Yes. We have a reserve officer program under the supervision of a police sergeant and lieutenant. All of Milpitas’ reserves are unpaid and provide needed support to the Department. It is a good way for someone to make a contribution as a volunteer, or try out law enforcement to see if it fits as a career.
What are the requirements?
The requirements and the testing process is very similar to the full time officers. However, you do not need the AA degree, but you do need to have attended the reserve academy. The information on the Academy my be obtained through the South Bay Regional Public Safety Training Consortium at (408) 270-6458.
I need a copy of a police report. Where do I get it?
Police reports are generally available 3 to 5 working days after the report was taken. You may pick up a copy from our office from 8:00 am to 5:00 PM Monday to Friday. Please call to make sure the report is ready. The number is (408) 586-2400 and ask for Records. There is a charge for copies of reports: $6.00 for the first 10 pages, and $1.00 per page after that; fingerprinting is $10.00 for ink cards; photocopies of traffic citations are $1.00 per; and, if your case includes audio cassette or video cassette tapes – there is a fee structure to duplicate these.
I called for a police report and an officer called me on the phone to take it. Why?
We staff the front desk at the station with a police officer from 10:00 a.m. to 8:00 p.m., Monday thru Thursday. That officer is there to handle walk in problems and to take phone reports. Phone reports are generally those that have occurred earlier, or there are no known suspects, or for insurance information. The desk officer will also take phone reports from people who are out of the area. Some of the types of phone reports might be: runaways, vandalism, lost property, prior thefts, restraining order violations (when the papers are on file), and information reports. Having a desk officer take a phone report frees up an officer in the field to respond to crimes in progress. Phone reports still receive the same attention that it would receive if the officer made personal contact with you in the field.
Where can I get home safety information?
Home and business safety information is available to you through Police Community Relations. They also have engravers to mark property. They may be called at (408) 586-2400.
How can I start a Neighborhood Watch Program on my street?
Neighborhood Watch is a program where the people on your street come together and meet. You exchange phone numbers and learn about crime trends in your area. You become the eyes and ears during the time we are not there and report suspicious activity to the PD. Police Community Relations sponsors the program and may be called at (408) 586-2400.
I saw someone commit a crime, but I don't want them to know who called. What can I do?
Milpitas PD has an anonymous crime tip hot line. The number is (408) 586-2500.
Is my neighborhood safe?
Milpitas can take pride in the overall safety of its town. However, a neighborhood is only as safe as the residents want it to be. You need to become involved. Get to know your neighbors. Report suspicious activity. Take simple steps to prevent becoming a victim…like locking doors and windows. We, the police, cannot be everywhere, so we depend on you to do your part.
Are there gangs in Milpitas?
Milpitas has several gangs in town.

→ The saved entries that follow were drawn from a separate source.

//! tsz-bundler: module-graph linking for JavaScript and TypeScript bundles.
//!
//! A build runs five phases over one arena of modules:
//! resolve specifiers, build the module graph, link symbols across
//! modules, shake unused parts, and generate output chunks.
//! [`Bundler`] drives all of them; the phase modules are public for
//! embedders that want to stop early or inspect intermediate results.

// Shared test fixtures: in-memory projects run through any prefix of the pipeline
#[cfg(test)]
pub mod test_fixtures;

// Span - Source location tracking (byte offsets)
pub mod span;

// Diagnostics - Error collection, codes, and severity
pub mod diagnostics;
pub use diagnostics::{Diagnostic, DiagnosticBag, DiagnosticSeverity, ErrorKind};

// Reporter - Colored terminal rendering of diagnostics
pub mod reporter;

// Tracing subscriber setup (TSZ_BUNDLE_LOG / TSZ_BUNDLE_LOG_FORMAT)
pub mod tracing_config;

// Build options and their validation
pub mod config;
pub use config::{BuildOptions, Format, Loader, Platform};

// Lenient JSON for config files
pub mod jsonc;

// File system seam
pub mod fs;
pub use fs::{FileSystem, MemoryFileSystem, OsFileSystem};

// Module IR produced by the external parser
pub mod ast;

// Per-build name interning
pub mod interner;

// Purity annotations and the side-effect policy for top-level statements
pub mod annotations;
pub mod side_effects;

// Resolution: package.json, tsconfig paths, and the resolver itself
pub mod module_resolver;
pub mod package_json;
pub mod tsconfig;

// Loaders and the parser seam
pub mod loaders;
pub use loaders::{ModuleParser, ParsedModule, PreparsedParser};

// Source transforms applied before linking (define, inject, import elision)
pub mod transforms;

// Import record scanning and part analysis
pub mod parts;
pub mod scanner;

// Graph Builder
pub mod module_graph;

// Symbol Linker
pub mod exports;
pub mod linker;
pub mod symbols;

// Tree Shaker
pub mod tree_shaking;

// Output Generator: chunks, names, runtime helpers, printing
pub mod chunks;
pub mod output;
pub mod printer;
pub mod renamer;
pub mod runtime;

// Build manifest
pub mod metafile;

// Plugin hooks
pub mod plugins;
pub use plugins::Plugin;

// Build driver
pub mod bundler;
pub use bundler::{BuildFailure, BuildResult, Bundler};
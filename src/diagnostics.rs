//! Diagnostic Infrastructure
//!
//! This module provides infrastructure for collecting the errors and
//! advisories produced while resolving, linking, and emitting a bundle.
//! Every phase reports into a `DiagnosticBag`; nothing stops at the first
//! failure, so one build attempt surfaces every problem at once.
//!
//! # Components
//!
//! - `Diagnostic` - A single message with location, severity, and kind
//! - `DiagnosticBag` - A collection of diagnostics for a build
//! - `DiagnosticSeverity` - Error, Warning, Info, or Hint
//! - `ErrorKind` - Which part of the pipeline raised the diagnostic
//!
//! # Example
//!
//! ```ignore
//! let mut bag = DiagnosticBag::new();
//! bag.add(Diagnostic::error(ErrorKind::Resolution, "src/a.js", span, "Could not resolve \"x\"", codes::CANNOT_RESOLVE));
//! assert!(bag.has_errors());
//! ```

use crate::span::Span;
use serde::{Deserialize, Serialize};
use std::fmt;

/// Numeric diagnostic codes, grouped by kind.
pub mod codes {
    /// Specifier could not be resolved to a file.
    pub const CANNOT_RESOLVE: u32 = 1001;
    /// Package `exports` has no entry for the requested subpath.
    pub const NOT_EXPORTED_BY_PACKAGE: u32 = 1002;
    /// Package `exports`/`imports` target is malformed or escapes the package.
    pub const INVALID_PACKAGE_TARGET: u32 = 1003;
    /// A package.json could not be read or parsed.
    pub const PACKAGE_JSON_ERROR: u32 = 1004;
    /// No loader is configured for the resolved file's extension.
    pub const NO_LOADER: u32 = 1005;

    /// Named import has no matching export in a static ESM module.
    pub const NO_MATCHING_EXPORT: u32 = 2001;
    /// Named import matches several conflicting `export *` sources.
    pub const AMBIGUOUS_IMPORT: u32 = 2002;
    /// Assignment to an import binding.
    pub const ASSIGN_TO_IMPORT: u32 = 2003;

    /// Re-export chain loops back on itself.
    pub const REEXPORT_CYCLE: u32 = 3001;

    /// Top-level await with a format that cannot express it.
    pub const TOP_LEVEL_AWAIT_FORMAT: u32 = 4001;
    /// `require()` of a module whose import closure uses top-level await.
    pub const REQUIRE_TOP_LEVEL_AWAIT: u32 = 4002;
    /// Top-level return inside an ECMAScript module.
    pub const TOP_LEVEL_RETURN_IN_ESM: u32 = 4003;
    /// Code splitting requested with a non-ESM format.
    pub const SPLITTING_REQUIRES_ESM: u32 = 4004;

    /// File could not be read or parsed.
    pub const LOAD_FAILED: u32 = 5001;
    /// Build options or tsconfig are invalid.
    pub const INVALID_CONFIG: u32 = 6001;
    /// A plugin hook returned an error.
    pub const PLUGIN_FAILED: u32 = 7001;

    /// Named import against a CommonJS module that does not seem to export it.
    pub const POSSIBLY_MISSING_COMMONJS_EXPORT: u32 = 8001;
    /// Namespace member access that can never be defined.
    pub const UNDEFINED_NAMESPACE_MEMBER: u32 = 8002;
    /// CommonJS globals used inside an ECMAScript module.
    pub const COMMONJS_IN_ESM: u32 = 8003;
    /// `import.meta` with a format that has no equivalent.
    pub const IMPORT_META_UNAVAILABLE: u32 = 8004;
    /// Re-export from a module whose export names are only known at run time.
    pub const DYNAMIC_STAR_EXPORT: u32 = 8005;
    /// `require` used in a way that cannot be bundled.
    pub const UNBUNDLED_REQUIRE: u32 = 8006;
}

// =============================================================================
// Diagnostic Severity
// =============================================================================

/// The severity level of a diagnostic.
#[derive(Clone, Copy, Debug, PartialEq, Eq, PartialOrd, Ord, Hash, Serialize, Deserialize)]
#[serde(rename_all = "lowercase")]
pub enum DiagnosticSeverity {
    /// A hint (lowest severity)
    Hint = 4,
    /// Informational message
    Info = 3,
    /// A warning
    Warning = 2,
    /// An error (highest severity)
    Error = 1,
}

impl DiagnosticSeverity {
    /// Get the severity name for display.
    pub fn name(&self) -> &'static str {
        match self {
            DiagnosticSeverity::Error => "error",
            DiagnosticSeverity::Warning => "warning",
            DiagnosticSeverity::Info => "info",
            DiagnosticSeverity::Hint => "hint",
        }
    }

    pub fn is_error(&self) -> bool {
        matches!(self, DiagnosticSeverity::Error)
    }

    pub fn is_warning(&self) -> bool {
        matches!(self, DiagnosticSeverity::Warning)
    }
}

impl fmt::Display for DiagnosticSeverity {
    fn fmt(&self, f: &mut fmt::Formatter<'_>) -> fmt::Result {
        write!(f, "{}", self.name())
    }
}

/// Which stage of the pipeline raised a diagnostic.
#[derive(Clone, Copy, Debug, PartialEq, Eq, Hash, Serialize, Deserialize)]
#[serde(rename_all = "kebab-case")]
pub enum ErrorKind {
    Resolution,
    ExportBinding,
    Cycle,
    FormatCompatibility,
    Load,
    Config,
    Plugin,
    Advisory,
}

impl ErrorKind {
    pub fn name(&self) -> &'static str {
        match self {
            ErrorKind::Resolution => "resolution",
            ErrorKind::ExportBinding => "export-binding",
            ErrorKind::Cycle => "cycle",
            ErrorKind::FormatCompatibility => "format-compatibility",
            ErrorKind::Load => "load",
            ErrorKind::Config => "config",
            ErrorKind::Plugin => "plugin",
            ErrorKind::Advisory => "advisory",
        }
    }
}

// =============================================================================
// Related Information
// =============================================================================

/// Additional location attached to a diagnostic, such as one link in a
/// re-export cycle or the other side of an ambiguous star export.
#[derive(Clone, Debug, PartialEq, Eq, Serialize, Deserialize)]
pub struct DiagnosticRelatedInfo {
    /// File containing the related information
    pub file_name: String,
    /// Location span
    pub span: Span,
    /// Message explaining the relationship
    pub message: String,
}

impl DiagnosticRelatedInfo {
    pub fn new(file_name: impl Into<String>, span: Span, message: impl Into<String>) -> Self {
        DiagnosticRelatedInfo {
            file_name: file_name.into(),
            span,
            message: message.into(),
        }
    }
}

// =============================================================================
// Diagnostic
// =============================================================================

/// A diagnostic message with location, severity, and code.
#[derive(Clone, Debug, PartialEq, Eq, Serialize, Deserialize)]
pub struct Diagnostic {
    /// The file the diagnostic points at (display path)
    pub file_name: String,
    /// The source span (byte offsets)
    pub span: Span,
    /// The diagnostic message
    pub message: String,
    /// The severity level
    pub severity: DiagnosticSeverity,
    /// Pipeline stage that raised it
    pub kind: ErrorKind,
    /// Numeric code from [`codes`]
    pub code: u32,
    /// Optional related information
    #[serde(skip_serializing_if = "Vec::is_empty", default)]
    pub related: Vec<DiagnosticRelatedInfo>,
}

impl Diagnostic {
    pub fn new(
        kind: ErrorKind,
        file_name: impl Into<String>,
        span: Span,
        message: impl Into<String>,
        severity: DiagnosticSeverity,
        code: u32,
    ) -> Self {
        Diagnostic {
            file_name: file_name.into(),
            span,
            message: message.into(),
            severity,
            kind,
            code,
            related: Vec::new(),
        }
    }

    /// Create an error diagnostic.
    pub fn error(
        kind: ErrorKind,
        file_name: impl Into<String>,
        span: Span,
        message: impl Into<String>,
        code: u32,
    ) -> Self {
        Self::new(kind, file_name, span, message, DiagnosticSeverity::Error, code)
    }

    /// Create an advisory. Advisories never block output.
    pub fn warning(
        file_name: impl Into<String>,
        span: Span,
        message: impl Into<String>,
        code: u32,
    ) -> Self {
        Self::new(
            ErrorKind::Advisory,
            file_name,
            span,
            message,
            DiagnosticSeverity::Warning,
            code,
        )
    }

    /// Add related information.
    pub fn with_related(mut self, info: DiagnosticRelatedInfo) -> Self {
        self.related.push(info);
        self
    }

    /// Add multiple related information items.
    pub fn with_related_all(mut self, infos: Vec<DiagnosticRelatedInfo>) -> Self {
        self.related.extend(infos);
        self
    }

    pub fn is_error(&self) -> bool {
        self.severity.is_error()
    }

    pub fn is_warning(&self) -> bool {
        self.severity.is_warning()
    }

    /// Format the diagnostic in a simple single-line form.
    ///
    /// Returns a string like: `src/a.js: error[B1001]: Could not resolve "x"`
    pub fn format_simple(&self) -> String {
        if self.file_name.is_empty() {
            format!("{}[B{}]: {}", self.severity, self.code, self.message)
        } else {
            format!(
                "{}: {}[B{}]: {}",
                self.file_name, self.severity, self.code, self.message
            )
        }
    }
}

impl fmt::Display for Diagnostic {
    fn fmt(&self, f: &mut fmt::Formatter<'_>) -> fmt::Result {
        write!(f, "{}", self.format_simple())
    }
}

// =============================================================================
// DiagnosticBag
// =============================================================================

/// A collection of diagnostics for one build.
#[derive(Clone, Debug, Default)]
pub struct DiagnosticBag {
    /// The collected diagnostics
    diagnostics: Vec<Diagnostic>,
    /// Error count
    error_count: usize,
    /// Warning count
    warning_count: usize,
}

impl DiagnosticBag {
    pub fn new() -> Self {
        DiagnosticBag::default()
    }

    /// Add a diagnostic.
    pub fn add(&mut self, diagnostic: Diagnostic) {
        match diagnostic.severity {
            DiagnosticSeverity::Error => self.error_count += 1,
            DiagnosticSeverity::Warning => self.warning_count += 1,
            _ => {}
        }
        self.diagnostics.push(diagnostic);
    }

    /// Add an error diagnostic.
    pub fn error(
        &mut self,
        kind: ErrorKind,
        file_name: impl Into<String>,
        span: Span,
        message: impl Into<String>,
        code: u32,
    ) {
        self.add(Diagnostic::error(kind, file_name, span, message, code));
    }

    /// Add an advisory.
    pub fn warning(
        &mut self,
        file_name: impl Into<String>,
        span: Span,
        message: impl Into<String>,
        code: u32,
    ) {
        self.add(Diagnostic::warning(file_name, span, message, code));
    }

    /// Move every diagnostic from `other` into this bag.
    pub fn extend(&mut self, other: DiagnosticBag) {
        for diagnostic in other.diagnostics {
            self.add(diagnostic);
        }
    }

    pub fn has_errors(&self) -> bool {
        self.error_count > 0
    }

    pub fn has_warnings(&self) -> bool {
        self.warning_count > 0
    }

    pub fn len(&self) -> usize {
        self.diagnostics.len()
    }

    pub fn is_empty(&self) -> bool {
        self.diagnostics.is_empty()
    }

    pub fn error_count(&self) -> usize {
        self.error_count
    }

    pub fn warning_count(&self) -> usize {
        self.warning_count
    }

    pub fn iter(&self) -> impl Iterator<Item = &Diagnostic> {
        self.diagnostics.iter()
    }

    /// Get only errors.
    pub fn errors(&self) -> impl Iterator<Item = &Diagnostic> {
        self.diagnostics.iter().filter(|d| d.is_error())
    }

    /// Get only warnings.
    pub fn warnings(&self) -> impl Iterator<Item = &Diagnostic> {
        self.diagnostics.iter().filter(|d| d.is_warning())
    }

    /// Consume the bag, returning diagnostics in a stable order: by file,
    /// then by position, then by message. Phases run in a fixed order but
    /// parsing waves may finish in any order, so callers always sort.
    pub fn into_sorted(mut self) -> Vec<Diagnostic> {
        self.diagnostics.sort_by(|a, b| {
            a.severity
                .cmp(&b.severity)
                .then_with(|| a.file_name.cmp(&b.file_name))
                .then_with(|| a.span.start.cmp(&b.span.start))
                .then_with(|| a.message.cmp(&b.message))
        });
        self.diagnostics.dedup();
        self.diagnostics
    }
}

impl IntoIterator for DiagnosticBag {
    type Item = Diagnostic;
    type IntoIter = std::vec::IntoIter<Diagnostic>;

    fn into_iter(self) -> Self::IntoIter {
        self.diagnostics.into_iter()
    }
}

#[cfg(test)]
mod tests {
    use super::*;

    #[test]
    fn test_bag_counts_by_severity() {
        let mut bag = DiagnosticBag::new();
        bag.error(
            ErrorKind::Resolution,
            "a.js",
            Span::new(0, 3),
            "Could not resolve \"x\"",
            codes::CANNOT_RESOLVE,
        );
        bag.warning("b.js", Span::dummy(), "hmm", codes::COMMONJS_IN_ESM);

        assert!(bag.has_errors());
        assert!(bag.has_warnings());
        assert_eq!(bag.error_count(), 1);
        assert_eq!(bag.warning_count(), 1);
        assert_eq!(bag.errors().count(), 1);
    }

    #[test]
    fn test_format_simple() {
        let diag = Diagnostic::error(
            ErrorKind::ExportBinding,
            "src/entry.js",
            Span::dummy(),
            "No matching export",
            codes::NO_MATCHING_EXPORT,
        );
        assert_eq!(
            diag.format_simple(),
            "src/entry.js: error[B2001]: No matching export"
        );
    }

    #[test]
    fn test_into_sorted_puts_errors_first_and_dedups() {
        let mut bag = DiagnosticBag::new();
        bag.warning("a.js", Span::dummy(), "w", codes::COMMONJS_IN_ESM);
        bag.error(ErrorKind::Cycle, "b.js", Span::dummy(), "c", codes::REEXPORT_CYCLE);
        bag.error(ErrorKind::Cycle, "b.js", Span::dummy(), "c", codes::REEXPORT_CYCLE);

        let sorted = bag.into_sorted();
        assert_eq!(sorted.len(), 2);
        assert!(sorted[0].is_error());
        assert!(sorted[1].is_warning());
    }

    #[test]
    fn test_error_kind_serializes_kebab_case() {
        let json = serde_json::to_string(&ErrorKind::FormatCompatibility).unwrap();
        assert_eq!(json, "\"format-compatibility\"");
    }
}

But, we have several officers in our Special Investigations Unit working with them to keep the problems usually associated with gangs out of town.
A lot of cars speed on my street. Can you do anything?
Contact the Traffic Division and let them know your concerns. They may assign a traffic officer, if the situation warrants it, or make arrangements for the radar trailer to spend some time on your street. The information is also passed to the Patrol officers to monitor as time permits.
I received a ticket for an equipment violation. What do I do?
The vast majority of equipment violation tickets require the violator to correct the defect, have a police officer sign the citation advising the violation has been corrected, and provide proof of correction to the court. Once the violation has been corrected, you may drive the vehicle to the Police Department between 3:30 P.M. and 11:30 P.M. and the Desk Officer will sign the correction notice.